American College of Obstetricians and Gynecologists have also slammed the practice. Concerned by this practice, researchers decided to do this study.

Researchers at the University of California, Davis, have found that using the progesterone hormone to stop a medication-based abortion after the first step is completed in the two-step process, resulted in severe vaginal bleeding - so much so that they had to discontinue the study.

Dr. Mitchell Creinin, lead researcher on the study said, "For now, the level of evidence is still inadequate to support or refute the benefits and risks of progesterone treatment to stop a medical abortion after taking mifepristone. Laws should not mandate counseling or provision of any treatment that claims to reverse abortion when both its efficacy and safety are unclear," NPR reported. 

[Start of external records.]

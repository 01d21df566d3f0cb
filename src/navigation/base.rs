use std::sync::atomic::{AtomicBool, Ordering};
use std::sync::Arc;

use async_trait::async_trait;
use tracing::{debug, info};
use uuid::Uuid;

use super::access::AccessPolicy;
use super::gate_middleware::AuthGate;
use super::maintenance::MaintenanceGuard;
use crate::config::ConfigV1;
use crate::gate::AuthStateHolder;
use crate::metrics::Metrics;
use crate::utils::url::with_query;

/// A single navigation attempt.
#[derive(Debug, Clone)]
pub struct Navigation {
    pub id: Uuid,
    pub path: String,
    pub query: Option<String>,
    /// Navigations sharing a session supersede each other.
    pub session: Option<String>,
}

impl Navigation {
    pub fn new(path: impl Into<String>) -> Self {
        Navigation {
            id: Uuid::new_v4(),
            path: path.into(),
            query: None,
            session: None,
        }
    }

    pub fn with_query(mut self, query: impl Into<String>) -> Self {
        let query = query.into();
        self.query = (!query.is_empty()).then_some(query);
        self
    }

    pub fn with_session(mut self, session: impl Into<String>) -> Self {
        self.session = Some(session.into());
        self
    }

    /// Path plus query string, as the user requested it.
    pub fn full_path(&self) -> String {
        with_query(&self.path, self.query.as_deref().unwrap_or(""))
    }
}

/// What a middleware decided about a navigation.
#[derive(Debug, Clone, PartialEq, Eq)]
pub enum Decision {
    Proceed,
    Redirect(String),
    Abort(String),
}

impl Decision {
    pub fn label(&self) -> &'static str {
        match self {
            Decision::Proceed => "proceed",
            Decision::Redirect(_) => "redirect",
            Decision::Abort(_) => "abort",
        }
    }
}

/// Shared state handed to every middleware invocation.
///
/// Built once by startup and dropped at shutdown.
pub struct NavigationContext {
    pub auth: Arc<AuthStateHolder>,
    maintenance: AtomicBool,
}

impl NavigationContext {
    pub fn new(auth: Arc<AuthStateHolder>, maintenance_enabled: bool) -> Self {
        NavigationContext {
            auth,
            maintenance: AtomicBool::new(maintenance_enabled),
        }
    }

    pub fn maintenance_enabled(&self) -> bool {
        self.maintenance.load(Ordering::Acquire)
    }

    pub fn set_maintenance(&self, enabled: bool) {
        let previous = self.maintenance.swap(enabled, Ordering::AcqRel);
        if previous != enabled {
            info!(
                event_name = "navigation.maintenance.toggled",
                event_domain = "navigation",
                enabled,
                "maintenance mode changed"
            );
        }
    }
}

/// A navigation interceptor. Runs before the route is resolved.
#[async_trait]
pub trait RouteMiddleware: Send + Sync {
    fn get_name(&self) -> &str;
    async fn handle(&self, navigation: &Navigation, ctx: &NavigationContext) -> Decision;
}

/// Ordered middlewares; the first non-`Proceed` decision wins.
pub struct MiddlewareChain {
    middlewares: Vec<Box<dyn RouteMiddleware>>,
}

impl MiddlewareChain {
    pub fn new(middlewares: Vec<Box<dyn RouteMiddleware>>) -> Self {
        MiddlewareChain { middlewares }
    }

    /// The auth gate first, then maintenance mode, then the access policy.
    pub fn from_config(config: &ConfigV1, metrics: Metrics) -> Self {
        info!("Creating navigation middlewares...");
        Self::new(vec![
            Box::new(AuthGate::new(
                config.auth.gate_wait_timeout_in_ms,
                metrics,
            )),
            Box::new(MaintenanceGuard::new(
                &config.maintenance,
                &config.access.home_path,
            )),
            Box::new(AccessPolicy::new(&config.access)),
        ])
    }

    pub fn names(&self) -> Vec<&str> {
        self.middlewares.iter().map(|m| m.get_name()).collect()
    }

    pub async fn run(&self, navigation: &Navigation, ctx: &NavigationContext) -> Decision {
        for middleware in &self.middlewares {
            let decision = middleware.handle(navigation, ctx).await;
            if decision != Decision::Proceed {
                debug!(
                    navigation_id = %navigation.id,
                    path = navigation.path.as_str(),
                    middleware = middleware.get_name(),
                    decision = ?decision,
                    "navigation diverted"
                );
                return decision;
            }
        }
        Decision::Proceed
    }
}

/// True when `path` is `prefix` or lies below it (segment-wise).
pub fn matches_prefix(path: &str, prefix: &str) -> bool {
    match path.strip_prefix(prefix) {
        Some(rest) => rest.is_empty() || prefix.ends_with('/') || rest.starts_with('/'),
        None => false,
    }
}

They conducted the study with 12 women who were scheduled to have surgical abortions and before it, they received the mifepristone pill. Then, women were picked at random to either have a placebo or progesterone, which is believed to block out the effects of the first pill. However, three of the women had to be taken to the hospital after experiencing massive bleeding. 

There was no evidence found that progesterone could reverse the pregnancy. Usually, the second step of the abortion process is misoprostol, which is supposed to be taken between a gap of 24 hours. Mifepristone, the first step is a progesterone blocker while misoprostol, the second step contracts the uterus. "It's not that medical abortion is dangerous," he said, "It's not completing the regimen, and encouraging women, leading them to believe that not finishing the regimen is safe. That's really dangerous."